══ DATA PROVIDED

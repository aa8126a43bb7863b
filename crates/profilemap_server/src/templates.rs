//! Embedded HTML templates.
//!
//! Templates are compiled into the binary and loaded lazily by name;
//! `.html` names are auto-escaped.

use minijinja::{Environment, Error, Value};
use once_cell::sync::Lazy;

static TEMPLATES: Lazy<Environment<'static>> = Lazy::new(|| {
    let mut env = Environment::new();
    env.set_loader(|name| Ok(source(name).map(str::to_string)));
    env
});

fn source(name: &str) -> Option<&'static str> {
    let text = match name {
        "base.html" => include_str!("../templates/base.html"),
        "map.html" => include_str!("../templates/map.html"),
        "index.html" => include_str!("../templates/index.html"),
        "detail.html" => include_str!("../templates/detail.html"),
        "admin.html" => include_str!("../templates/admin.html"),
        "form.html" => include_str!("../templates/form.html"),
        "delete.html" => include_str!("../templates/delete.html"),
        "not_found.html" => include_str!("../templates/not_found.html"),
        "error.html" => include_str!("../templates/error.html"),
        _ => return None,
    };
    Some(text)
}

/// Renders template `name` with `ctx`.
pub fn render(name: &str, ctx: Value) -> Result<String, Error> {
    TEMPLATES.get_template(name)?.render(ctx)
}

#[cfg(test)]
mod tests {
    use super::render;
    use minijinja::context;

    #[test]
    fn not_found_page_extends_base_layout() {
        let html = render("not_found.html", context! {}).unwrap();
        assert!(html.contains("<title>Not Found | Profile Explorer</title>"));
        assert!(html.contains("Go back home"));
    }

    #[test]
    fn html_templates_escape_values() {
        let html = render(
            "error.html",
            context! { message => "<script>alert(1)</script>" },
        )
        .unwrap();
        assert!(!html.contains("<script>alert(1)</script>"));
        assert!(html.contains("&lt;script&gt;"));
    }

    #[test]
    fn unknown_template_is_an_error() {
        assert!(render("missing.html", context! {}).is_err());
    }
}
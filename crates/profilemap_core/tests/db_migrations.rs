use profilemap_core::db::migrations::latest_version;
use profilemap_core::db::{open_db, open_db_in_memory, DbError};
use rusqlite::Connection;

#[test]
fn open_db_in_memory_applies_all_migrations() {
    let conn = open_db_in_memory().unwrap();

    assert_eq!(schema_version(&conn), latest_version());
    assert_table_exists(&conn, "profiles");
}

#[test]
fn opening_same_database_twice_is_idempotent() {
    let dir = tempfile::tempdir().unwrap();
    let path = dir.path().join("profilemap.db");

    let conn_first = open_db(&path).unwrap();
    assert_eq!(schema_version(&conn_first), latest_version());
    drop(conn_first);

    let conn_second = open_db(&path).unwrap();
    assert_eq!(schema_version(&conn_second), latest_version());
    assert_table_exists(&conn_second, "profiles");
}

#[test]
fn opening_database_with_newer_schema_version_returns_error() {
    let dir = tempfile::tempdir().unwrap();
    let path = dir.path().join("future.db");

    let conn = Connection::open(&path).unwrap();
    conn.execute_batch("PRAGMA user_version = 999;").unwrap();
    drop(conn);

    let err = open_db(&path).unwrap_err();
    match err {
        DbError::UnsupportedSchemaVersion {
            db_version,
            latest_supported,
        } => {
            assert_eq!(db_version, 999);
            assert_eq!(latest_supported, latest_version());
        }
        other => panic!("unexpected error: {other}"),
    }
}

#[test]
fn casefold_function_is_registered_on_open() {
    let conn = open_db_in_memory().unwrap();
    let folded: String = conn
        .query_row("SELECT casefold('ÉCOLE Main');", [], |row| row.get(0))
        .unwrap();
    assert_eq!(folded, "école main");
}

#[test]
fn schema_rejects_blank_required_text_and_empty_image_url() {
    let conn = open_db_in_memory().unwrap();

    let blank_name = conn.execute(
        "INSERT INTO profiles (id, name, description, address, latitude, longitude, image_url, created_at, updated_at)
         VALUES ('a', '  ', 'd', 'a', 0, 0, NULL, 1, 1);",
        [],
    );
    assert!(blank_name.is_err());

    let empty_image = conn.execute(
        "INSERT INTO profiles (id, name, description, address, latitude, longitude, image_url, created_at, updated_at)
         VALUES ('b', 'n', 'd', 'a', 0, 0, '', 1, 1);",
        [],
    );
    assert!(empty_image.is_err());
}

fn schema_version(conn: &Connection) -> u32 {
    conn.query_row("PRAGMA user_version;", [], |row| row.get(0))
        .unwrap()
}

fn assert_table_exists(conn: &Connection, table_name: &str) {
    let exists: i64 = conn
        .query_row(
            "SELECT EXISTS(
                SELECT 1
                FROM sqlite_master
                WHERE type = 'table' AND name = ?1
            );",
            [table_name],
            |row| row.get(0),
        )
        .unwrap();
    assert_eq!(exists, 1, "table {table_name} does not exist");
}
//! Domain model for location-tagged profile records.
//!
//! # Responsibility
//! - Define canonical data structures used by core business logic.
//! - Own input validation so every write path shares one rule set.
//!
//! # Invariants
//! - Every profile is identified by a stable `ProfileId`.
//! - Deletion is a hard delete; there are no tombstones.

pub mod profile;
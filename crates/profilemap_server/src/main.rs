//! Server entry point.

use std::process::ExitCode;

#[tokio::main]
async fn main() -> ExitCode {
    match profilemap_server::run().await {
        Ok(()) => ExitCode::SUCCESS,
        Err(err) => {
            log::error!("event=server_start module=server status=error error={err}");
            eprintln!("profilemap: {err}");
            ExitCode::FAILURE
        }
    }
}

════

■ **WORK INSTRUCTION**:
Set down the material above in full, keeping each line exactly as it is.

■ **ANSWER FOR THIS EXERCISE**:
repository aa8126a43bb7863b
filename crates/profilemap_server/src/templates.rs
//! Embedded HTML templates.
//!
//! Templates are compiled into the binary and loaded lazily by name;
//! `.html` names are auto-escaped.

use minijinja::{Environment, Error, Value};
use once_cell::sync::Lazy;

static TEMPLATES: Lazy<Environment<'static>> = Lazy::new(|| {
    let mut env = Environment::new();
    env.set_loader(|name| Ok(source(name).map(str::to_string)));
    env
});

fn source(name: &str) -> Option<&'static str> {
    let text = match name {
        "base.html" => include_str!("../templates/base.html"),
        "map.html" => include_str!("../templates/map.html"),
        "index.html" => include_str!("../templates/index.html"),
        "detail.html" => include_str!("../templates/detail.html"),
        "admin.html" => include_str!("../templates/admin.html"),
        "form.html" => include_str!("../templates/form.html"),
        "delete.html" => include_str!("../templates/delete.html"),
        "not_found.html" => include_str!("../templates/not_found.html"),
        "error.html" => include_str!("../templates/error.html"),
        _ => return None,
    };
    Some(text)
}

/// Renders template `name` with `ctx`.
pub fn render(name: &str, ctx: Value) -> Result<String, Error> {
    TEMPLATES.get_template(name)?.render(ctx)
}

#[cfg(test)]
mod tests {
    use super::render;
    use minijinja::context;

    #[test]
    fn not_found_page_extends_base_layout() {
        let html = render("not_found.html", context! {}).unwrap();
        assert!(html.contains("<title>Not Found | Profile Explorer</title>"));
        assert!(html.contains("Go back home"));
    }

    #[test]
    fn html_templates_escape_values() {
        let html = render(
            "error.html",
            context! { message => "<script>alert(1)</script>" },
        )
        .unwrap();
        assert!(!html.contains("<script>alert(1)</script>"));
        assert!(html.contains("&lt;script&gt;"));
    }

    #[test]
    fn unknown_template_is_an_error() {
        assert!(render("missing.html", context! {}).is_err());
    }
}
filename crates/profilemap_core/tests/db_migrations.rs
use profilemap_core::db::migrations::latest_version;
use profilemap_core::db::{open_db, open_db_in_memory, DbError};
use rusqlite::Connection;

#[test]
fn open_db_in_memory_applies_all_migrations() {
    let conn = open_db_in_memory().unwrap();

    assert_eq!(schema_version(&conn), latest_version());
    assert_table_exists(&conn, "profiles");
}

#[test]
fn opening_same_database_twice_is_idempotent() {
    let dir = tempfile::tempdir().unwrap();
    let path = dir.path().join("profilemap.db");

    let conn_first = open_db(&path).unwrap();
    assert_eq!(schema_version(&conn_first), latest_version());
    drop(conn_first);

    let conn_second = open_db(&path).unwrap();
    assert_eq!(schema_version(&conn_second), latest_version());
    assert_table_exists(&conn_second, "profiles");
}

#[test]
fn opening_database_with_newer_schema_version_returns_error() {
    let dir = tempfile::tempdir().unwrap();
    let path = dir.path().join("future.db");

    let conn = Connection::open(&path).unwrap();
    conn.execute_batch("PRAGMA user_version = 999;").unwrap();
    drop(conn);

    let err = open_db(&path).unwrap_err();
    match err {
        DbError::UnsupportedSchemaVersion {
            db_version,
            latest_supported,
        } => {
            assert_eq!(db_version, 999);
            assert_eq!(latest_supported, latest_version());
        }
        other => panic!("unexpected error: {other}"),
    }
}

#[test]
fn casefold_function_is_registered_on_open() {
    let conn = open_db_in_memory().unwrap();
    let folded: String = conn
        .query_row("SELECT casefold('ÉCOLE Main');", [], |row| row.get(0))
        .unwrap();
    assert_eq!(folded, "école main");
}

#[test]
fn schema_rejects_blank_required_text_and_empty_image_url() {
    let conn = open_db_in_memory().unwrap();

    let blank_name = conn.execute(
        "INSERT INTO profiles (id, name, description, address, latitude, longitude, image_url, created_at, updated_at)
         VALUES ('a', '  ', 'd', 'a', 0, 0, NULL, 1, 1);",
        [],
    );
    assert!(blank_name.is_err());

    let empty_image = conn.execute(
        "INSERT INTO profiles (id, name, description, address, latitude, longitude, image_url, created_at, updated_at)
         VALUES ('b', 'n', 'd', 'a', 0, 0, '', 1, 1);",
        [],
    );
    assert!(empty_image.is_err());
}

fn schema_version(conn: &Connection) -> u32 {
    conn.query_row("PRAGMA user_version;", [], |row| row.get(0))
        .unwrap()
}

fn assert_table_exists(conn: &Connection, table_name: &str) {
    let exists: i64 = conn
        .query_row(
            "SELECT EXISTS(
                SELECT 1
                FROM sqlite_master
                WHERE type = 'table' AND name = ?1
            );",
            [table_name],
            |row| row.get(0),
        )
        .unwrap();
    assert_eq!(exists, 1, "table {table_name} does not exist");
}
//! Domain model for location-tagged profile records.
//!
//! # Responsibility
//! - Define canonical data structures used by core business logic.
//! - Own input validation so every write path shares one rule set.
//!
//! # Invariants
//! - Every profile is identified by a stable `ProfileId`.
//! - Deletion is a hard delete; there are no tombstones.

pub mod profile;
filename crates/profilemap_server/src/main.rs
//! Server entry point.

use std::process::ExitCode;

#[tokio::main]
async fn main() -> ExitCode {
    match profilemap_server::run().await {
        Ok(()) => ExitCode::SUCCESS,
        Err(err) => {
            log::error!("event=server_start module=server status=error error={err}");
            eprintln!("profilemap: {err}");
            ExitCode::FAILURE
        }
    }
}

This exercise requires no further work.